Fig. 3: 3D indentation of C. elegans.

a A fluorescence image of a C. elegans nematode trapped in the vicinity of microbubbles using acoustic radiation forces. The region of interest (ROI), where the mechanical characterization was performed, is highlighted in blue. b An image sequence showing different orientations of a C. elegans nematode. The specimen is rotated using acoustic streaming. c A stationary C. elegans worm near the microbubbles. Red dots indicate the individual positions of the micro-indenter probe during mechanical characterization. d Schematic illustrating the composition of internal organs which might lead to different stiffness values measured by micro-indentation and which can be used to extract the right orientation via fluorescence imaging.

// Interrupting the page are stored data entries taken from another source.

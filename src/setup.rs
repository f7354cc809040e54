use std::fmt;

use enum_map::{EnumMap, enum_map};
use serde::{Deserialize, Serialize};

use crate::hole::HoleInfo;
use crate::player::{Player, Team};
use crate::rules::MatchRules;


// Reasons why a scorecard cannot be scored yet. This is a regular state rather than a failure:
// the scorecard keeps accepting edits and simply reports degraded results until setup is fixed.
#[derive(Clone, Copy, PartialEq, Eq, Debug, Serialize, Deserialize)]
pub enum SetupError {
    NotEnoughPlayers,
    TooManyPlayers,
    UnbalancedTeams,
    NoHoles,
}

impl fmt::Display for SetupError {
    fn fmt(&self, f: &mut fmt::Formatter<'_>) -> fmt::Result {
        let message = match self {
            SetupError::NotEnoughPlayers => "not enough players",
            SetupError::TooManyPlayers => "too many players",
            SetupError::UnbalancedTeams => "teams must have the same number of players",
            SetupError::NoHoles => "no holes configured",
        };
        write!(f, "{message}")
    }
}

pub fn num_players_per_team<'a>(players: impl Iterator<Item = &'a Player>) -> EnumMap<Team, usize> {
    let mut num_players_per_team = enum_map! { _ => 0 };
    for p in players {
        num_players_per_team[p.team] += 1;
    }
    num_players_per_team
}

pub fn verify_setup(
    rules: &MatchRules, players: &[Player], holes: &[HoleInfo]
) -> Result<(), SetupError> {
    // Check total player number first: callers report a missing player differently from other
    // problems.
    if players.len() < rules.total_players() {
        return Err(SetupError::NotEnoughPlayers);
    }
    if players.len() > rules.total_players() {
        return Err(SetupError::TooManyPlayers);
    }
    let players_per_team = num_players_per_team(players.iter());
    if players_per_team.values().any(|&n| n != rules.players_per_team) {
        return Err(SetupError::UnbalancedTeams);
    }
    if holes.is_empty() {
        return Err(SetupError::NoHoles);
    }
    Ok(())
}


#[cfg(test)]
mod tests {
    use super::*;
    use crate::hole::default_holes;
    use crate::test_util::sample_players;

    #[test]
    fn complete_setup() {
        let rules = MatchRules::default();
        assert_eq!(verify_setup(&rules, &sample_players(), &default_holes()), Ok(()));
    }

    #[test]
    fn player_count() {
        let rules = MatchRules::default();
        let mut players = sample_players();
        players.pop();
        assert_eq!(verify_setup(&rules, &players, &[]), Err(SetupError::NotEnoughPlayers));
        assert_eq!(verify_setup(&rules, &[], &default_holes()), Err(SetupError::NotEnoughPlayers));

        let mut players = sample_players();
        players.push(Player::new("p5", "Player B3", 4, Team::B));
        assert_eq!(verify_setup(&rules, &players, &default_holes()), Err(SetupError::TooManyPlayers));
    }

    #[test]
    fn three_against_one() {
        let rules = MatchRules::default();
        let mut players = sample_players();
        players[2].team = Team::A;
        assert_eq!(verify_setup(&rules, &players, &default_holes()), Err(SetupError::UnbalancedTeams));
    }

    #[test]
    fn missing_holes() {
        let rules = MatchRules::default();
        assert_eq!(verify_setup(&rules, &sample_players(), &[]), Err(SetupError::NoHoles));
    }
}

The angle θ denotes the location of the indentation in a cylindrical coordinate system. e 3D projection of the stiffness values onto the geometry of a C. elegans nematode showing the different positions around the characterized specimen. f The unfolded stiffness map with individual indentation positions. Multiple bands with different stiffness ranges can be observed. All presented measurements were performed on a single nematode to avoid noise caused by biological variation between specimens. For multicellular organisms, the stiffness does not necessarily quantify a single biological material, but may include the mechanical properties of several overlapping layers and, hence, should be treated as apparent stiffness. Green bands indicate the possible influence of muscular tissue. Scale bars: a = 100 µm, b = 50 µm, c = 50 µm. Source Data is available as a source data file for f.